Task goal
Could you reproduce, from the records below, everything from the line with "pub fn file(path: impl" down to the line with "stdout.write_all(out.as_bytes()).await?;", keeping both of those lines and changing nothing?

Extracted records
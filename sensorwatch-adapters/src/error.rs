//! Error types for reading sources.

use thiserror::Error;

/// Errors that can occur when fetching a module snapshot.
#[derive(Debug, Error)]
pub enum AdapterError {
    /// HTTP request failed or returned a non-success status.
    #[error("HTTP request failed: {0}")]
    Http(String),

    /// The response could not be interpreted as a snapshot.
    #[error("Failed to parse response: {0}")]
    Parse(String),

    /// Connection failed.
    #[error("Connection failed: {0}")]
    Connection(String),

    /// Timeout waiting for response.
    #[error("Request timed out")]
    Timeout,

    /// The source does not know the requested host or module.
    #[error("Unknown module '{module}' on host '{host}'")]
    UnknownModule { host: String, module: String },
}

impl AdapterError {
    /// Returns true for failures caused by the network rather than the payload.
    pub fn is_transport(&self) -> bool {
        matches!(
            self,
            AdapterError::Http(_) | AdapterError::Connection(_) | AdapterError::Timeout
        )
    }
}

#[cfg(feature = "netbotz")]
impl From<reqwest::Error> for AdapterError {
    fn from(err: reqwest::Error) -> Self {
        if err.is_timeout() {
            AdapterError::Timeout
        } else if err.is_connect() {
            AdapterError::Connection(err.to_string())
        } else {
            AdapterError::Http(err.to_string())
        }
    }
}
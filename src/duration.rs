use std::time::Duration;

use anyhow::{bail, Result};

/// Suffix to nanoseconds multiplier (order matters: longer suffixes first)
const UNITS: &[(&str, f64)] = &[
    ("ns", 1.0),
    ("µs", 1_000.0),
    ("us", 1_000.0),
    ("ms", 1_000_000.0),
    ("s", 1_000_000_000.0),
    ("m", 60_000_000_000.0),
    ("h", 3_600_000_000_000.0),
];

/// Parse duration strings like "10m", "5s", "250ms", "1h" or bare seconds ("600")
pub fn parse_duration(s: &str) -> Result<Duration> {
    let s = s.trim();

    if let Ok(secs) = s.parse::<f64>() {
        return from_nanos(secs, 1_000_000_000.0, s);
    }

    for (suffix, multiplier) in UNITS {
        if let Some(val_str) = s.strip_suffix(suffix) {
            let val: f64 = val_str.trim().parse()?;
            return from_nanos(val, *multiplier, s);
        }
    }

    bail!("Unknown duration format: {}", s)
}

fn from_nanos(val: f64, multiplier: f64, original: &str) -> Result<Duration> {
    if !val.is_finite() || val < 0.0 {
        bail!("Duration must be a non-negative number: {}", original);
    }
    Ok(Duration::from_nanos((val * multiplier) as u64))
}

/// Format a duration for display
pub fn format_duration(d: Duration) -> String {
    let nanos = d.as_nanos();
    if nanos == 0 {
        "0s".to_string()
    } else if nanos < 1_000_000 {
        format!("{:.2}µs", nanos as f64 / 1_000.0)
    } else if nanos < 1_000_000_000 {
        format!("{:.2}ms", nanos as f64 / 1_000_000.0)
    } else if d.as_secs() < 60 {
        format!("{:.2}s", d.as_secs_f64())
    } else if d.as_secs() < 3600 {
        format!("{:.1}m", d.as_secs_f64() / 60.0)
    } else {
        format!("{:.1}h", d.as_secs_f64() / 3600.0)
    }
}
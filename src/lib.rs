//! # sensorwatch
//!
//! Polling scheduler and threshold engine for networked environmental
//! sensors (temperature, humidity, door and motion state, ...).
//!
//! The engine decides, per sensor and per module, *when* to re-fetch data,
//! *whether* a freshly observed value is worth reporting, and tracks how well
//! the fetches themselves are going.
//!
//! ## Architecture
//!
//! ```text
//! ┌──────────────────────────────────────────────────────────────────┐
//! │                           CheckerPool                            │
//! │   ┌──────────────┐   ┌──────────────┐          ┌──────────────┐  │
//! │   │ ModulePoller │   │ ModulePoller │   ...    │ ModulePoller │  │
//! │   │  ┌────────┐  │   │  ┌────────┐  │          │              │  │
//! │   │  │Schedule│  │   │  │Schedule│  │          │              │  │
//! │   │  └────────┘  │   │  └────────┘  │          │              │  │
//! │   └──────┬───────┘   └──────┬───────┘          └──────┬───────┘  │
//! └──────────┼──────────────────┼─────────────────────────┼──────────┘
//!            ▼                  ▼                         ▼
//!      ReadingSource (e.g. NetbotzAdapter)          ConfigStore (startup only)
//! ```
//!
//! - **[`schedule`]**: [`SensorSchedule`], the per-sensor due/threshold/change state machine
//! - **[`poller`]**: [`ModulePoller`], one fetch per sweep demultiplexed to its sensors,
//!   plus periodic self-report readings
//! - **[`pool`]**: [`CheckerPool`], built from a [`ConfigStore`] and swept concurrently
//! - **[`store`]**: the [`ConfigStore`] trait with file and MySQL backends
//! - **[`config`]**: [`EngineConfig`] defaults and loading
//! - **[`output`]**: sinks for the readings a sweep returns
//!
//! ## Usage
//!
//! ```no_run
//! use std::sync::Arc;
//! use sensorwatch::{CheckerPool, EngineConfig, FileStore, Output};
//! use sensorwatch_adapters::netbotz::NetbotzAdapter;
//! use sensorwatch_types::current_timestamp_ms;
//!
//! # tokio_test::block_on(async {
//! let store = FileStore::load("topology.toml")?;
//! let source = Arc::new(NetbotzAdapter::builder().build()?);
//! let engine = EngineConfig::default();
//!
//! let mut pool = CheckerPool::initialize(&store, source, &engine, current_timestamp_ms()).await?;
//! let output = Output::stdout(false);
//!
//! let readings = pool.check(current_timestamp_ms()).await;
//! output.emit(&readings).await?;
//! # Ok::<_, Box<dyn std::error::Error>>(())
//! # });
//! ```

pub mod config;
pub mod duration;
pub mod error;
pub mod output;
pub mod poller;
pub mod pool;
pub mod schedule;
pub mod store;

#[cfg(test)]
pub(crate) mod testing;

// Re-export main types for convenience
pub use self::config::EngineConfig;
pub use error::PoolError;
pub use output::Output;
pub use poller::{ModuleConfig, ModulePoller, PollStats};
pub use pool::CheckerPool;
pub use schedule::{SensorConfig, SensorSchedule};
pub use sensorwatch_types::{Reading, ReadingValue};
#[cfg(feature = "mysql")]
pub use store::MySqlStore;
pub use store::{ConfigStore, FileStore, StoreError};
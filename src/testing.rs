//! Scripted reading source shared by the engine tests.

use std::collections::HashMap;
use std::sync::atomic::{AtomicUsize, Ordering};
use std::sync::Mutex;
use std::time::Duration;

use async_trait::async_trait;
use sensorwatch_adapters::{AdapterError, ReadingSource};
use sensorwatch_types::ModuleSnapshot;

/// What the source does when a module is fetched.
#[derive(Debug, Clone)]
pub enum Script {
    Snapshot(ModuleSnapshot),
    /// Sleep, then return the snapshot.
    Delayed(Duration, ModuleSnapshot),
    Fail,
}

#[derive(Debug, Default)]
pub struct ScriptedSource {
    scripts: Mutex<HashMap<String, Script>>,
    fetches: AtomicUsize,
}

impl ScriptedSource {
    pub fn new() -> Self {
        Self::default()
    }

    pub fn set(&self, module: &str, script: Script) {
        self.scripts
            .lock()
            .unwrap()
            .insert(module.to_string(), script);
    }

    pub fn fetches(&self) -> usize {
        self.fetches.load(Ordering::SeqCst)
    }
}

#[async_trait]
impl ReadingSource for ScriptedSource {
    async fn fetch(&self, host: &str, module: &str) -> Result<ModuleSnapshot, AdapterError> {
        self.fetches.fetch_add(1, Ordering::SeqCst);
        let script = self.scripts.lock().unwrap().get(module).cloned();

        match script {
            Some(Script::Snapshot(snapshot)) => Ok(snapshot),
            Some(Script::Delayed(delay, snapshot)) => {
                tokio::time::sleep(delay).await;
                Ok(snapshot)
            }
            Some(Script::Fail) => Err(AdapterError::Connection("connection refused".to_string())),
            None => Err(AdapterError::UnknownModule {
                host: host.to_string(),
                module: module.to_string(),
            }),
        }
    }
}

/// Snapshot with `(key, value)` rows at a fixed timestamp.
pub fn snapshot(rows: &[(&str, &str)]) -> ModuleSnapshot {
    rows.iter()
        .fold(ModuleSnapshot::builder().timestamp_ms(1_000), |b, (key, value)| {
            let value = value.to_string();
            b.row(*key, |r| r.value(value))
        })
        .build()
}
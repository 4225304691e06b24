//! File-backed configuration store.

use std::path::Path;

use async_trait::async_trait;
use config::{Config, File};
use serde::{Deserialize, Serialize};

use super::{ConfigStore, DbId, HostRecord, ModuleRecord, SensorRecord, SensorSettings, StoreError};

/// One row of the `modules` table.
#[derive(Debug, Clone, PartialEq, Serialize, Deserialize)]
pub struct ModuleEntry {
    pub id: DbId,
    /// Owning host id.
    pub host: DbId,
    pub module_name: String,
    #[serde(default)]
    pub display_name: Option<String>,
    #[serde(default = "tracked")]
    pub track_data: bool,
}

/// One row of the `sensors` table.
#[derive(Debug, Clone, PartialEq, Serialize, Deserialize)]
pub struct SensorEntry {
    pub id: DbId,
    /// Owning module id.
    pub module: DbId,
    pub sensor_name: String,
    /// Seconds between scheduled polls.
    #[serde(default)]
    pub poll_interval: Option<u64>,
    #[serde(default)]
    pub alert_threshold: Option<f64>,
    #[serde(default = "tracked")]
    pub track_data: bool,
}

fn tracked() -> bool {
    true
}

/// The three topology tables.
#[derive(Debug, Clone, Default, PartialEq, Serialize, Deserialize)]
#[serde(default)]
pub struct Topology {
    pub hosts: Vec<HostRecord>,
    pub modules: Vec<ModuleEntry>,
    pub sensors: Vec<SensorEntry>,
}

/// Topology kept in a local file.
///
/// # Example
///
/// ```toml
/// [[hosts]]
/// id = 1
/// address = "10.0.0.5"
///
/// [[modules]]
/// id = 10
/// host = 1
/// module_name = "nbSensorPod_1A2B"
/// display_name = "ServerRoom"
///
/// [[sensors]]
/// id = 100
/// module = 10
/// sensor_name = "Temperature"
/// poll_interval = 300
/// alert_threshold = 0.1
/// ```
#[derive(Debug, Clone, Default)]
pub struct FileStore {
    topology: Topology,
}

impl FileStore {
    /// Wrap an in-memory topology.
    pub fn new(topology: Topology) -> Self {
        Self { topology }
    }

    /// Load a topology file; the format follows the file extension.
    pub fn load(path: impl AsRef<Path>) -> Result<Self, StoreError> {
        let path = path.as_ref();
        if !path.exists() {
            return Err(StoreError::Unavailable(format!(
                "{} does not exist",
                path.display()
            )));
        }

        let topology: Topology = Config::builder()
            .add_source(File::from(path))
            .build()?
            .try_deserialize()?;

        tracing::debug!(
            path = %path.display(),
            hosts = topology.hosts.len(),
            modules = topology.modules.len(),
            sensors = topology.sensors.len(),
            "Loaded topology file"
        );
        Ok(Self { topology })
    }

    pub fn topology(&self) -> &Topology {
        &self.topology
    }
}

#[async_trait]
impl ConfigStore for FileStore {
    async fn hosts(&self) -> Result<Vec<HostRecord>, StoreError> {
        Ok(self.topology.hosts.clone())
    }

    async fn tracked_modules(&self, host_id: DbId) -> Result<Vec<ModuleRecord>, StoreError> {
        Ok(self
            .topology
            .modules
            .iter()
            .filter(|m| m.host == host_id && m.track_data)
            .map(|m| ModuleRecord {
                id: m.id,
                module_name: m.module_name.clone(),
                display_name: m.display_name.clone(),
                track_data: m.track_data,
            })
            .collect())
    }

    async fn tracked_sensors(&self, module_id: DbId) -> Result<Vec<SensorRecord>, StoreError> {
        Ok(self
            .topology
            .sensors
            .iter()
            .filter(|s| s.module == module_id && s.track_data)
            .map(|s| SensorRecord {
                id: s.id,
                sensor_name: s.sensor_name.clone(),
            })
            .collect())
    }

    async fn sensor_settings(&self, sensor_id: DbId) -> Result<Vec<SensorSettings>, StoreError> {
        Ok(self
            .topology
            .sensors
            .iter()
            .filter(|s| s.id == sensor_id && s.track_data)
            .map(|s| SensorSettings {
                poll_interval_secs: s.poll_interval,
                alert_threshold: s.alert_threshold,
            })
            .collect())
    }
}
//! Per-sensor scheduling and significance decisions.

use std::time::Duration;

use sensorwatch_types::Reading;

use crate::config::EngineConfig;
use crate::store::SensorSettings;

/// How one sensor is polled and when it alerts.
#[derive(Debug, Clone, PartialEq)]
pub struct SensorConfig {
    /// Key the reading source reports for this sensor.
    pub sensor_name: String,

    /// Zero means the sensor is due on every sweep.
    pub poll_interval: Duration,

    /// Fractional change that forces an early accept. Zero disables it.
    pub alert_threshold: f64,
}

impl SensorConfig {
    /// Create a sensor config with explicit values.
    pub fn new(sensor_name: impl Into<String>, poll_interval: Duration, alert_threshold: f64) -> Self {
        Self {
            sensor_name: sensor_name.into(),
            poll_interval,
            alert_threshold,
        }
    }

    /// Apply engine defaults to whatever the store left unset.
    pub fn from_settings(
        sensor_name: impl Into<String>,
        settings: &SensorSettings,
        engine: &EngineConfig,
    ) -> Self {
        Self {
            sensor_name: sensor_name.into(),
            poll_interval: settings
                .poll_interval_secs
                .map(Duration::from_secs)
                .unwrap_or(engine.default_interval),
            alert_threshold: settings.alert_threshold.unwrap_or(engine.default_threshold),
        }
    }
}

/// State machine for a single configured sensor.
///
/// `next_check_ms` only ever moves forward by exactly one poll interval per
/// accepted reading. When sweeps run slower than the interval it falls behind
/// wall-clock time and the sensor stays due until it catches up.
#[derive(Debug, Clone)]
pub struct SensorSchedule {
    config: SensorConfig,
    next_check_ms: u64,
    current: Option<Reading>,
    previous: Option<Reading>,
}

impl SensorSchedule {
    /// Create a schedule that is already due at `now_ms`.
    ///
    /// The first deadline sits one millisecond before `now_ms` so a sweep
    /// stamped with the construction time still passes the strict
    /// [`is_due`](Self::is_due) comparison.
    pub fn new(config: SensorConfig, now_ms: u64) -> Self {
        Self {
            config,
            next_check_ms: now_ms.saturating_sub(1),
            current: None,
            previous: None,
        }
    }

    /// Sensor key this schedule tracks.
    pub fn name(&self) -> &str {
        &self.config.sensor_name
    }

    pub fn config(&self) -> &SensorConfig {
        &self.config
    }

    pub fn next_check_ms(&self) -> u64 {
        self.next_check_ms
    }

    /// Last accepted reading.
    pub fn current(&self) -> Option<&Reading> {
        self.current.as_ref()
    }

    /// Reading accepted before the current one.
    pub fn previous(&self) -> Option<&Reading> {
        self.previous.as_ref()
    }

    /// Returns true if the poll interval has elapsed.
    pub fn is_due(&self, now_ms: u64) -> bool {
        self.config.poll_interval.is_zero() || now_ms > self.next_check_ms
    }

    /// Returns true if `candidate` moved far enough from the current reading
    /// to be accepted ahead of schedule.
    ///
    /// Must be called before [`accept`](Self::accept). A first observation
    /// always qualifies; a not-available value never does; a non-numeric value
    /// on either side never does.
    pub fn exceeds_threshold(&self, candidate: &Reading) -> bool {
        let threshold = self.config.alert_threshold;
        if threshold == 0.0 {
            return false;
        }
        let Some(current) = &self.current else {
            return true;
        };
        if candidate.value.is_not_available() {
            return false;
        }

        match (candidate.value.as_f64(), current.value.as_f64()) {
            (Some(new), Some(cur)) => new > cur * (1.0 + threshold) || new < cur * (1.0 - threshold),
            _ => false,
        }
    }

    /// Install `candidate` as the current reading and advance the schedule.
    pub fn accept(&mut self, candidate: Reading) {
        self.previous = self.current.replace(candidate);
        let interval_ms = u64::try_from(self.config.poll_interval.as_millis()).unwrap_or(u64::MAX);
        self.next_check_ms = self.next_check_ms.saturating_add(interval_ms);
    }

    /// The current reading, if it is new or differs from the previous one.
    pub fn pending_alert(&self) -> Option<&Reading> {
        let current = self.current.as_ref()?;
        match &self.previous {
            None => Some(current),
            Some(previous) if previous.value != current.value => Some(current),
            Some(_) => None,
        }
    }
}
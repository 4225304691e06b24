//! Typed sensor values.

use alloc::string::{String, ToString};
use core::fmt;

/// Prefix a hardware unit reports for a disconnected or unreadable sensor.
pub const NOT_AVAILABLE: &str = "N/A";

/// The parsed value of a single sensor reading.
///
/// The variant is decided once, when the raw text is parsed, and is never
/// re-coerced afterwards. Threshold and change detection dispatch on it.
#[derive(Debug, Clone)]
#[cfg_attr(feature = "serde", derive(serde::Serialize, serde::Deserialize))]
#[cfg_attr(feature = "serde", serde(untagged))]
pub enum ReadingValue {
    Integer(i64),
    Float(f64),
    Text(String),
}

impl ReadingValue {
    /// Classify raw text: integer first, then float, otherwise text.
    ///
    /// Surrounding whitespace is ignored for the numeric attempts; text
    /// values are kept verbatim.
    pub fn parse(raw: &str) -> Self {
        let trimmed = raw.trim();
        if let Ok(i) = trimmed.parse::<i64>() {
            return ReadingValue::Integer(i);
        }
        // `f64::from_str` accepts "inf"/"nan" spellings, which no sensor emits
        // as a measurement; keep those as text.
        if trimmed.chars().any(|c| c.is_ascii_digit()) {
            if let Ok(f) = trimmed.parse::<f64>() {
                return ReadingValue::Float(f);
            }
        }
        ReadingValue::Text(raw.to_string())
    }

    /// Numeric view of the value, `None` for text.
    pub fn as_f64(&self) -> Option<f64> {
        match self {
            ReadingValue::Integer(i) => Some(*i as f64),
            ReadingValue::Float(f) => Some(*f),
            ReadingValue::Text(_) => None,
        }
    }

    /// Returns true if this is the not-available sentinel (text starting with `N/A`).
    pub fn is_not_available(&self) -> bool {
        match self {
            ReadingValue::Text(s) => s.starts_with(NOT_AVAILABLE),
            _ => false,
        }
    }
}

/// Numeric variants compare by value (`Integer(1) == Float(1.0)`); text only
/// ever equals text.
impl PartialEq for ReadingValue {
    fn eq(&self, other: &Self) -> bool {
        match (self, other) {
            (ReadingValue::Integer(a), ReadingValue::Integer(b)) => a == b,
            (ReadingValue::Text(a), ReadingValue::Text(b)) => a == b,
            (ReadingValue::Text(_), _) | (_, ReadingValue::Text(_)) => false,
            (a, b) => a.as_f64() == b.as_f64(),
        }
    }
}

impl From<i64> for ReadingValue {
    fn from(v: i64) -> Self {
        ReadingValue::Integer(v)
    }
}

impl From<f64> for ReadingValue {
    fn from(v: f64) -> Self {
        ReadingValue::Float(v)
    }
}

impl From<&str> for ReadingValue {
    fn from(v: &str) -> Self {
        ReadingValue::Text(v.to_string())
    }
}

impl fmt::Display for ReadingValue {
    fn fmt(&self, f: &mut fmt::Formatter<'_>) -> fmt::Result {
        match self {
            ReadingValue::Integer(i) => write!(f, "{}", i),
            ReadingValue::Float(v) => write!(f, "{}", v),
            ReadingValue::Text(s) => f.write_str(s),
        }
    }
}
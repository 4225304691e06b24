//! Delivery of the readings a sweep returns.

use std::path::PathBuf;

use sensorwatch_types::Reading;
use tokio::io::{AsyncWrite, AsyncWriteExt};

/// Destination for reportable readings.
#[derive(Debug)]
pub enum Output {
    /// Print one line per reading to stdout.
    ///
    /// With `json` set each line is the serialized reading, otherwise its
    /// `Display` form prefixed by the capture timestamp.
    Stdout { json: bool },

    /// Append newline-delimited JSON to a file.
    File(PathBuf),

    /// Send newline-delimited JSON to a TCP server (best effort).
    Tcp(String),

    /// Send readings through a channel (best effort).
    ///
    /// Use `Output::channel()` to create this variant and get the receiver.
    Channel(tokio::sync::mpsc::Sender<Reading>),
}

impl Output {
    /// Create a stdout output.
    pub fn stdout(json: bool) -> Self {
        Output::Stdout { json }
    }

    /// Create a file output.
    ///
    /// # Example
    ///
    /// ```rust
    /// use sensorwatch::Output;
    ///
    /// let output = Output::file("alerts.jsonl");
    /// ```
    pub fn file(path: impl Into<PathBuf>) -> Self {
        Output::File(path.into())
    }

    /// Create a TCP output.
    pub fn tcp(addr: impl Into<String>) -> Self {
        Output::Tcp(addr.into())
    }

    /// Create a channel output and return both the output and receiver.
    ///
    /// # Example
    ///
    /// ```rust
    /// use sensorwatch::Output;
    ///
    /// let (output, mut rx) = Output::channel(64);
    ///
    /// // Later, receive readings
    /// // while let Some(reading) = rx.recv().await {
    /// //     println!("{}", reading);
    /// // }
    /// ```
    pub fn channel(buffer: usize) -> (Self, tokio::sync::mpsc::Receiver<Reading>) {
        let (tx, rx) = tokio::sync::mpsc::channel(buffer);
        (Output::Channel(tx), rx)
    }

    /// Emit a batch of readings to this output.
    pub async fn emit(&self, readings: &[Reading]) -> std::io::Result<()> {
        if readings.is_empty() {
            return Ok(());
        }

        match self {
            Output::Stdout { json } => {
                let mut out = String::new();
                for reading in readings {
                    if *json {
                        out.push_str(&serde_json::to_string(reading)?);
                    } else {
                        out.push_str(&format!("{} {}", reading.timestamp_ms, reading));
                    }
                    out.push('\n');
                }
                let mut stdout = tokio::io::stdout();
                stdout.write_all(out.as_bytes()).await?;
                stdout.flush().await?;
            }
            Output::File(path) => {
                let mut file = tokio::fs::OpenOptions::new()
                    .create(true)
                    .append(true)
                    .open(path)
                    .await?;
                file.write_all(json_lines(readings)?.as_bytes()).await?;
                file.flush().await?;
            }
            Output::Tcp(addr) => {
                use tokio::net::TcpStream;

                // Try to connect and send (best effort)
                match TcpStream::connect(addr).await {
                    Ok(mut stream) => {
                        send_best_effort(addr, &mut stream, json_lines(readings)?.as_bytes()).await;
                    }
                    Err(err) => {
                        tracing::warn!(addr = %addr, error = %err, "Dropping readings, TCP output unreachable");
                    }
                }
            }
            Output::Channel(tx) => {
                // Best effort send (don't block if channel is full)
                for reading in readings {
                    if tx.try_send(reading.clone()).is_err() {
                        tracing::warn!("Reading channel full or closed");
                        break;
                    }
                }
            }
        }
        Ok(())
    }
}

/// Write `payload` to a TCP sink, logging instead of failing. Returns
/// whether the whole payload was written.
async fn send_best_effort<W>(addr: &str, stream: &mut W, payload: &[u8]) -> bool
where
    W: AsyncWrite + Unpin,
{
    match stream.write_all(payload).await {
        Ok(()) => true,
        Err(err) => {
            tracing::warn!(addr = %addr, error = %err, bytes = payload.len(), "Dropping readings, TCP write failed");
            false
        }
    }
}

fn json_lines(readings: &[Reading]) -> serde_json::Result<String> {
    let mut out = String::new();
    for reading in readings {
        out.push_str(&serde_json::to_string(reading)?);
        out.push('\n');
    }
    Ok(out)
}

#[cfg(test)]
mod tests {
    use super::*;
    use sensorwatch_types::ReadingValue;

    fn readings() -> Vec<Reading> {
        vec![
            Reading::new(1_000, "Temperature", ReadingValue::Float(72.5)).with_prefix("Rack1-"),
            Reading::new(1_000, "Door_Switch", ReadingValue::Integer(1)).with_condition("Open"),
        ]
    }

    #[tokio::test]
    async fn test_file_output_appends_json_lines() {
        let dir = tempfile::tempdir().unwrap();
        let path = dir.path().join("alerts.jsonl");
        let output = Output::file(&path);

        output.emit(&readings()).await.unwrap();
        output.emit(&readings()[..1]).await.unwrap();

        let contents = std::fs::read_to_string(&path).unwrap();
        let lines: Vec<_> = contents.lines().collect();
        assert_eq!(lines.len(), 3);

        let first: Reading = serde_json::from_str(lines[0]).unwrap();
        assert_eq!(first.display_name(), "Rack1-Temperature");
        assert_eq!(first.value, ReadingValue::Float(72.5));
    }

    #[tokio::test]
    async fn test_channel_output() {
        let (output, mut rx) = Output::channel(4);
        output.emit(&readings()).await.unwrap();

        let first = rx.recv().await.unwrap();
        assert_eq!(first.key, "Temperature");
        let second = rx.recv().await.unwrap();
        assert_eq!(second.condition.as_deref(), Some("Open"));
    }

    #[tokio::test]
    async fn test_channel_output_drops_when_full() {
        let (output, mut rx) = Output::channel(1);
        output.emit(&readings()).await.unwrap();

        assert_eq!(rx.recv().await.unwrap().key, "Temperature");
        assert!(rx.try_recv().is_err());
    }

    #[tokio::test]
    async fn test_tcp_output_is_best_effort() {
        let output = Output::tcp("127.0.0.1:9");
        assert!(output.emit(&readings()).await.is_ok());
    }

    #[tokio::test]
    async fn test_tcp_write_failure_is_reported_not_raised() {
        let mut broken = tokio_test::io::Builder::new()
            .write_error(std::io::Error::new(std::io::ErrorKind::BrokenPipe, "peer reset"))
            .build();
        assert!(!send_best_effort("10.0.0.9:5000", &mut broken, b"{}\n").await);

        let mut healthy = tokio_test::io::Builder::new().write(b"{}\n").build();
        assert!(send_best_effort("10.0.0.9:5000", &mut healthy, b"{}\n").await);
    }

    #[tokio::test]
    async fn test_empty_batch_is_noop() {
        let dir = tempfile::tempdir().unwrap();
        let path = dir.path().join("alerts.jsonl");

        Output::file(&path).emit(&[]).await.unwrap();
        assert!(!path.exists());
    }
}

Expected answer
    pub fn file(path: impl Into<PathBuf>) -> Self {
        Output::File(path.into())
    }

    /// Create a TCP output.
    pub fn tcp(addr: impl Into<String>) -> Self {
        Output::Tcp(addr.into())
    }

    /// Create a channel output and return both the output and receiver.
    ///
    /// # Example
    ///
    /// ```rust
    /// use sensorwatch::Output;
    ///
    /// let (output, mut rx) = Output::channel(64);
    ///
    /// // Later, receive readings
    /// // while let Some(reading) = rx.recv().await {
    /// //     println!("{}", reading);
    /// // }
    /// ```
    pub fn channel(buffer: usize) -> (Self, tokio::sync::mpsc::Receiver<Reading>) {
        let (tx, rx) = tokio::sync::mpsc::channel(buffer);
        (Output::Channel(tx), rx)
    }

    /// Emit a batch of readings to this output.
    pub async fn emit(&self, readings: &[Reading]) -> std::io::Result<()> {
        if readings.is_empty() {
            return Ok(());
        }

        match self {
            Output::Stdout { json } => {
                let mut out = String::new();
                for reading in readings {
                    if *json {
                        out.push_str(&serde_json::to_string(reading)?);
                    } else {
                        out.push_str(&format!("{} {}", reading.timestamp_ms, reading));
                    }
                    out.push('\n');
                }
                let mut stdout = tokio::io::stdout();
                stdout.write_all(out.as_bytes()).await?;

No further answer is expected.